The salts were removed by filtration using
a buchner funnel covered with a latex dam to keep
exposure to the atmosphere to a minimum. the
product was isolated from the filtrate by
distillation. The heptane and excess amines were
removed at a vacuum of 40 mmHg with a temperature
range from ambient to 93°C. The product distilled
at 72.6-74.6°C at 1 mmHg.
61.2 g of bis(diallylamino)dimethylsilane
was isolated by this technique which corresponds to
a yield of 720 of theoretical after distillation.
EXAMPLE II
Bis(diallylamino)diphenylsilane
The glassware setup used for the
preparation of bis(diallylamino)diphenylsilane was
the same as the equipment used for the synthesis of
bis(diallylamino)dimethylsilane above except that a
1000 ml flask was used instead of a 2000 ml flask.

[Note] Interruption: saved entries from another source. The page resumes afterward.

impl Decoder {
    /// Creates a new `Decoder` with all settings set to default values.
    pub fn new() -> Decoder {
        Default::default()
    }

    /// Sets a new maximum dynamic table size for the decoder, as an encoder
    /// signalled size update would.
    ///
    /// # Panics
    ///
    /// If `new_max_size` exceeds the allowed table size.
    pub fn set_max_table_size(&mut self, new_max_size: usize) {
        assert!(
            new_max_size <= self.max_allowed_table_size,
            "new_max_size ({new_max_size}) > max_allowed_table_size ({})",
            self.max_allowed_table_size
        );
        self.header_table
            .dynamic_table
            .set_max_table_size(new_max_size);
    }

    /// The largest table size a peer's size update may ask for: our
    /// SETTINGS_HEADER_TABLE_SIZE.
    pub fn set_max_allowed_table_size(&mut self, max_allowed_size: usize) {
        self.max_allowed_table_size = max_allowed_size;
    }

    pub fn header_table(&self) -> &HeaderTable {
        &self.header_table
    }

    /// True when the decoder is not in the middle of a field. A header block
    /// that ends anywhere else is malformed.
    pub fn is_at_field_boundary(&self) -> bool {
        self.state == State::Begin
    }

    /// The next 5 bytes fed are the priority fields of a HEADERS frame, and
    /// are skipped. Does nothing once the decoder has failed: the next
    /// call to [`Decoder::parse`] reports the error.
    pub fn skip_priority(&mut self) {
        if self.failed.is_some() {
            return;
        }
        debug_assert_eq!(self.state, State::Begin);
        self.state = State::Priority {
            remaining: PRIORITY_LEN,
        };
    }

    /// Feeds part of a header block, calling `cb` for every completed
    /// header field. Fields may straddle calls.
    pub fn parse(
        &mut self,
        buf: &[u8],
        mut cb: impl FnMut(Cow<[u8]>, Cow<[u8]>),
    ) -> Result<(), DecoderError> {
        if let Some(err) = self.failed {
            return Err(err);
        }

        let mut pos = 0;
        while pos < buf.len() {
            match self.step(&buf[pos..], &mut cb) {
                Ok(consumed) => pos += consumed,
                Err(err) => {
                    debug!(%err, state = ?self.state, "hpack decoding failed");
                    self.failed = Some(err);
                    return Err(err);
                }
            }
        }
        Ok(())
    }

    /// Marks the end of the current header block.
    pub fn end_block(&mut self) -> Result<(), DecoderError> {
        if let Some(err) = self.failed {
            return Err(err);
        }

        self.size_updates_left = MAX_SIZE_UPDATES;
        self.seen_field = false;

        let res = match self.state {
            State::Begin => return Ok(()),
            State::StringBody(_) => DecoderError::from(StringDecodingError::NotEnoughOctets),
            State::Integer { .. } | State::StringHeader(_) | State::Priority { .. } => {
                IntegerDecodingError::NotEnoughOctets.into()
            }
        };
        debug!(state = ?self.state, "header block ended mid-field");
        self.failed = Some(res);
        Err(res)
    }

    /// Decodes a complete header block, calling `cb` for every field.
    pub fn decode_with_cb(
        &mut self,
        buf: &[u8],
        cb: impl FnMut(Cow<[u8]>, Cow<[u8]>),
    ) -> Result<(), DecoderError> {
        self.parse(buf, cb)?;
        self.end_block()
    }

    /// Decode a complete header block into an owned header list.
    pub fn decode(&mut self, buf: &[u8]) -> DecoderResult {
        let mut header_list = Vec::new();
        self.decode_with_cb(buf, |n, v| {
            header_list.push((n.into_owned(), v.into_owned()))
        })?;
        Ok(header_list)
    }

    /// Makes progress on `buf`, which is never empty. Returns how many
    /// octets were consumed.
    fn step(
        &mut self,
        buf: &[u8],
        cb: &mut impl FnMut(Cow<[u8]>, Cow<[u8]>),
    ) -> Result<usize, DecoderError> {
        let byte = buf[0];
        match self.state {
            State::Begin => {
                self.begin_field(byte, cb)?;
                Ok(1)
            }
            State::Priority { remaining } => {
                let n = buf.len().min(remaining as usize);
                let remaining = remaining - n as u8;
                self.state = if remaining == 0 {
                    State::Begin
                } else {
                    State::Priority { remaining }
                };
                Ok(n)
            }
            State::Integer {
                value,
                octet,
                target,
            } => {
                match continue_integer(value, octet, byte)? {
                    IntegerProgress::Done(value) => self.integer_done(target, value, cb)?,
                    IntegerProgress::More { value, octet } => {
                        self.state = State::Integer {
                            value,
                            octet,
                            target,
                        }
                    }
                }
                Ok(1)
            }
            State::StringHeader(target) => {
                let base64 = match target {
                    StringTarget::Value if is_binary_header(&self.key) => {
                        Some(Base64Decoder::default())
                    }
                    _ => None,
                };
                self.string = StringState {
                    huffman: byte & 0x80 != 0,
                    base64,
                    ..Default::default()
                };

                let len = byte & 0x7f;
                if len == 0x7f {
                    self.state = State::Integer {
                        value: 0x7f,
                        octet: 0,
                        target: IntegerTarget::StringLength(target),
                    };
                } else {
                    self.string_length(target, len as u32, cb)?;
                }
                Ok(1)
            }
            State::StringBody(target) => {
                let n = buf.len().min(self.string.remaining as usize);
                self.string_bytes(target, &buf[..n])?;
                self.string.remaining -= n as u32;
                if self.string.remaining == 0 {
                    self.finish_string(target, cb)?;
                }
                Ok(n)
            }
        }
    }

    fn begin_field(
        &mut self,
        byte: u8,
        cb: &mut impl FnMut(Cow<[u8]>, Cow<[u8]>),
    ) -> Result<(), DecoderError> {
        let shape = FIRST_BYTE[byte as usize];
        trace!(byte, ?shape, "field start");

        match shape {
            FieldShape::SizeUpdate | FieldShape::SizeUpdateOverflow => {
                if self.seen_field {
                    return Err(DecoderError::SizeUpdateAfterField);
                }
                if self.size_updates_left == 0 {
                    return Err(DecoderError::TooManySizeUpdates);
                }
                self.size_updates_left -= 1;
            }
            _ => self.seen_field = true,
        }

        match shape {
            FieldShape::Indexed => self.emit_indexed((byte & 0x7f) as u32, cb)?,
            FieldShape::IndexedOverflow => {
                self.state = State::Integer {
                    value: 0x7f,
                    octet: 0,
                    target: IntegerTarget::FieldIndex,
                }
            }
            FieldShape::Literal(indexing, name) => {
                self.indexing = indexing;
                let mask = indexing.prefix_mask();
                match name {
                    NameRef::Indexed => self.literal_with_indexed_name((byte & mask) as u32)?,
                    NameRef::IndexedOverflow => {
                        self.state = State::Integer {
                            value: mask as u32,
                            octet: 0,
                            target: IntegerTarget::NameIndex,
                        }
                    }
                    NameRef::Literal => {
                        self.key.clear();
                        self.state = State::StringHeader(StringTarget::Name);
                    }
                }
            }
            FieldShape::SizeUpdate => self.update_table_size((byte & 0x1f) as u32)?,
            FieldShape::SizeUpdateOverflow => {
                self.state = State::Integer {
                    value: 0x1f,
                    octet: 0,
                    target: IntegerTarget::TableSize,
                }
            }
            FieldShape::Illegal => return Err(DecoderError::HeaderIndexOutOfBounds),
        }
        Ok(())
    }

    fn integer_done(
        &mut self,
        target: IntegerTarget,
        value: u32,
        cb: &mut impl FnMut(Cow<[u8]>, Cow<[u8]>),
    ) -> Result<(), DecoderError> {
        match target {
            IntegerTarget::FieldIndex => self.emit_indexed(value, cb),
            IntegerTarget::NameIndex => self.literal_with_indexed_name(value),
            IntegerTarget::TableSize => self.update_table_size(value),
            IntegerTarget::StringLength(target) => self.string_length(target, value, cb),
        }
    }

    fn emit_indexed(
        &mut self,
        index: u32,
        cb: &mut impl FnMut(Cow<[u8]>, Cow<[u8]>),
    ) -> Result<(), DecoderError> {
        let (name, value) = self
            .header_table
            .get_from_table(index as usize)
            .ok_or(DecoderError::HeaderIndexOutOfBounds)?;
        trace!(index, "indexed field");
        cb(Cow::Borrowed(name), Cow::Borrowed(value));
        self.state = State::Begin;
        Ok(())
    }

    fn literal_with_indexed_name(&mut self, index: u32) -> Result<(), DecoderError> {
        let (name, _) = self
            .header_table
            .get_from_table(index as usize)
            .ok_or(DecoderError::HeaderIndexOutOfBounds)?;
        self.key.clear();
        self.key.extend_from_slice(name);
        self.state = State::StringHeader(StringTarget::Value);
        Ok(())
    }

    fn update_table_size(&mut self, size: u32) -> Result<(), DecoderError> {
        let size = size as usize;
        if size > self.max_allowed_table_size {
            return Err(DecoderError::InvalidMaxDynamicSize);
        }
        trace!(size, "dynamic table size update");
        self.header_table.dynamic_table.set_max_table_size(size);
        self.state = State::Begin;
        Ok(())
    }

    fn string_length(
        &mut self,
        target: StringTarget,
        len: u32,
        cb: &mut impl FnMut(Cow<[u8]>, Cow<[u8]>),
    ) -> Result<(), DecoderError> {
        match target {
            StringTarget::Name => self.key.clear(),
            StringTarget::Value => self.value.clear(),
        }
        self.string.remaining = len;
        if len == 0 {
            self.finish_string(target, cb)
        } else {
            self.state = State::StringBody(target);
            Ok(())
        }
    }

    fn string_bytes(&mut self, target: StringTarget, bytes: &[u8]) -> Result<(), DecoderError> {
        let out = match target {
            StringTarget::Name => &mut self.key,
            StringTarget::Value => &mut self.value,
        };
        let string = &mut self.string;

        for &byte in bytes {
            if string.huffman {
                string
                    .huffman_decoder
                    .feed(byte, |symbol| push_symbol(&mut string.base64, symbol, out))?;
            } else {
                push_symbol(&mut string.base64, byte, out)?;
            }
        }
        Ok(())
    }

    fn finish_string(
        &mut self,
        target: StringTarget,
        cb: &mut impl FnMut(Cow<[u8]>, Cow<[u8]>),
    ) -> Result<(), DecoderError> {
        if self.string.huffman {
            self.string.huffman_decoder.finish()?;
        }
        if let Some(base64) = self.string.base64.as_mut() {
            base64
                .finish(&mut self.value)
                .map_err(StringDecodingError::from)?;
        }

        match target {
            StringTarget::Name => {
                self.state = State::StringHeader(StringTarget::Value);
            }
            StringTarget::Value => {
                trace!(
                    name = %String::from_utf8_lossy(&self.key),
                    indexing = ?self.indexing,
                    "literal field"
                );
                if self.indexing == Indexing::Incremental {
                    self.header_table
                        .add_header(self.key.clone(), self.value.clone());
                }
                cb(Cow::Borrowed(&self.key), Cow::Borrowed(&self.value));
                self.state = State::Begin;
            }
        }
        Ok(())
    }
}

After the system was flushed with argon,
triethylamine (159.84 g, 1.580 moles, 220.2 ml),
diallylamine (84.48 g, 0.8699 moles, 107.3 ml) and
toluene (200 ml) were added to the reaction flask.
Dichlorodiphenylsilane (100.75 g, 0.3980 moles, 83.7
ml) was charged into the addition funnel and added
to the reaction mixture in the flask over a period
of 15 minutes, the temperature rose to 60°C.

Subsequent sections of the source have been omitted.